Supports accessibility for: Visual-Spatial Processing, Organization
Materials to Copy
- Number Cards (0-10)
- Greatest Product
- Groups of 2
- Give each group a set of number cards and 2 copies of the blackline master.
- “Remove the cards that show 10 and set them aside.”
- “We’re going to play a game called Greatest Product. Let’s read through the directions and play one round together.”
- Read through the directions with the class and play a round against the class using the diagram in the student workbook:
- Display each number card.
- Think through your choices aloud.
- Record your move and score for all to see.
- “Now, play the game with your partner.”
- 8–10 minutes: partner work time
- Partner A chooses a number card and writes the number in one of the blanks for Round 1.
- Partner B does the same.
- Repeat until each partner has a two-digit by three-digit multiplication problem.
- Find the product.
- The partner with the greater product wins a point.

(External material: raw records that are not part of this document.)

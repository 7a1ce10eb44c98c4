//! Server infrastructure module.
//!
//! This module provides:
//! - Router assembly with the OpenAPI document and shared layers
//! - The `/health` liveness endpoint
//! - Graceful shutdown on SIGINT/SIGTERM
//!
//! # Example
//!
//! ```ignore
//! use axum_helpers::server::{create_app, create_router, health_router};
//! use core_config::{server::ServerConfig, app_info};
//!
//! let routes = routes.merge(health_router(app_info!()));
//! let router = create_router::<ApiDoc>(routes, &server_config);
//!
//! create_app(router, &server_config).await?;
//! ```

pub mod app;
pub mod health;
pub mod shutdown;

// Re-export commonly used types and functions
pub use app::{OPENAPI_PATH, create_app, create_router};
pub use health::{HealthResponse, health_router};
pub use shutdown::shutdown_signal;
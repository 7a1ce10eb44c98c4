//! Payload validation and the per-operation enforcement table.
//!
//! A [`UserValidator`] reports every violated field. Whether a violation
//! stops the request is decided separately by [`enforcement`], which reads
//! a static rule table keyed by operation and field code.

use validator::Validate;

use crate::models::UserPayload;

/// One violated constraint on a payload field.
#[derive(Debug, Clone, PartialEq, Eq)]
pub struct FieldViolation {
    /// Wire name of the field (`firstName`, `password`, ...)
    pub field_code: String,
    pub message: String,
}

impl FieldViolation {
    pub fn new(field_code: impl Into<String>, message: impl Into<String>) -> Self {
        Self {
            field_code: field_code.into(),
            message: message.into(),
        }
    }
}

/// Validates a user payload, producing zero or more violations.
#[cfg_attr(test, mockall::automock)]
pub trait UserValidator: Send + Sync {
    fn validate(&self, payload: &UserPayload) -> Vec<FieldViolation>;
}

/// Payload fields in declaration order, as (struct field, wire code).
const FIELD_CODES: &[(&str, &str)] = &[
    ("first_name", "firstName"),
    ("last_name", "lastName"),
    ("age", "age"),
    ("email", "email"),
    ("password", "password"),
    ("roles", "roles"),
];

/// Default validator backed by the `validator` derive on [`UserPayload`].
///
/// Violations come back in field declaration order, at most one per field.
#[derive(Debug, Clone, Copy, Default)]
pub struct RuleUserValidator;

impl UserValidator for RuleUserValidator {
    fn validate(&self, payload: &UserPayload) -> Vec<FieldViolation> {
        let Err(errors) = payload.validate() else {
            return Vec::new();
        };
        let by_field = errors.field_errors();

        FIELD_CODES
            .iter()
            .filter_map(|(field, code)| {
                let first = by_field
                    .get(*field)
                    .or_else(|| by_field.get(*code))
                    .and_then(|errs| errs.first())?;
                let message = first
                    .message
                    .as_ref()
                    .map(|m| m.to_string())
                    .unwrap_or_else(|| format!("{} is invalid ({})", code, first.code));
                Some(FieldViolation::new(*code, message))
            })
            .collect()
    }
}

/// The request being validated.
#[derive(Debug, Clone, Copy, PartialEq, Eq)]
pub enum Operation {
    Create,
    Update,
}

/// What a violation on a field does to the request.
#[derive(Debug, Clone, Copy, PartialEq, Eq)]
pub enum Enforcement {
    /// Rejects the request
    Blocking,
    /// Recorded but the request proceeds
    Tolerated,
}

/// Exceptions to the default of [`Enforcement::Blocking`].
///
/// An update may carry a short or empty password: empty keeps the stored one.
const ENFORCEMENT_RULES: &[(Operation, &str, Enforcement)] =
    &[(Operation::Update, "password", Enforcement::Tolerated)];

pub fn enforcement(operation: Operation, field_code: &str) -> Enforcement {
    ENFORCEMENT_RULES
        .iter()
        .find(|(op, code, _)| *op == operation && *code == field_code)
        .map(|(_, _, rule)| *rule)
        .unwrap_or(Enforcement::Blocking)
}

/// First violation that blocks `operation`, in the order reported.
pub fn first_blocking(
    operation: Operation,
    violations: &[FieldViolation],
) -> Option<&FieldViolation> {
    violations
        .iter()
        .find(|v| enforcement(operation, &v.field_code) == Enforcement::Blocking)
}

- The partner with the most points after 5 rounds wins the game.
- Display a blank image from game board.
- “If this is your game board and you pick a 8, where would you write the 8? Why?” (I would either put it in the hundreds place of the top number or the tens place of the bottom number because it’s a big number and those are the biggest place values.)
- Write the 8 in the hundreds place of the top number.
- “What if you next select a 1? Where would you write the 1? Why?” (I would put it in the ones place of one of the numbers because I want to put a bigger number in the tens place.)
- “What did you find challenging about the game?” (Since I didn’t know what numbers I was going to get on later picks, I sometimes wasn’t sure where to put a number because I didn’t know if I would get a bigger number on a later pick.)
Activity 2: Desperately Seeking 9 New Units [OPTIONAL] (20 minutes)
- they may calculate \(999 \times 9\) and see that while they get very close to composing 9 new units, they fall 1 short
- the biggest product that can be made from multiplying a pair of 1-digit numbers is 81, which would mean that 8 units are composed
- this 81 has to be combined with whatever new units were composed before, but since that’s 8, that means the largest number you can form at each step in the standard algorithm is 89, which is 1 short of the 90 you would need to compose 9 new units
Advances: Speaking, Conversing
- Groups of 2
- 1–2 minutes: quiet think time
- 3–5 minutes: partner work time
Tyler notices that when he uses the standard algorithm and composes a new unit, sometimes there is 1 new unit, sometimes 2, all the way up to 8. He has not seen an example with 9 of the new unit.
For each of these products, how many of each new unit do you compose?
- \(256 \times 5\)
- \(587 \times 8\)
- \(809 \times 9\)
- Do you think it is possible to compose 9 of a new unit with the standard multiplication algorithm?
Advancing Student Thinking
- Invite students to share the number of units they composed in the calculations of problem 1.
- “Was anything missing from 1 to 8?” (No, we composed everything from 1 to 8 new units.)
- “Was anyone able to compose 9 new tens in a product? Why?” (No. The new tens come when I take the product of the ones. The biggest that can be is \(9 \times 9\) which gives me 8 tens.)
- “Was anyone able to compose 9 new hundreds? Why?” (No. I could get 8 new hundreds if I have \(9 \times 90\), giving me 810. I might also have to combine that with the new tens from the product of the ones, but that would give me at most 890, not 900.)
“Today we used the standard algorithm to find products of numbers with no restriction on the number of newly composed units and we examined how many new units can be composed.”
“Do you think the algorithm for multiplying whole numbers will work for any and all whole numbers? Why or why not? Discuss with a partner.” (I think so but if the numbers are big it will take up a lot of space and there could be a lot more new units to compose. I think it might work but it would take a long time if the numbers are big and I think it would be easy to make a mistake.)
Ask students to share their thinking.
“What do you still wonder about the standard algorithm for multiplying whole numbers?” (When is it a good strategy to use? Are there other ways that work well or better?)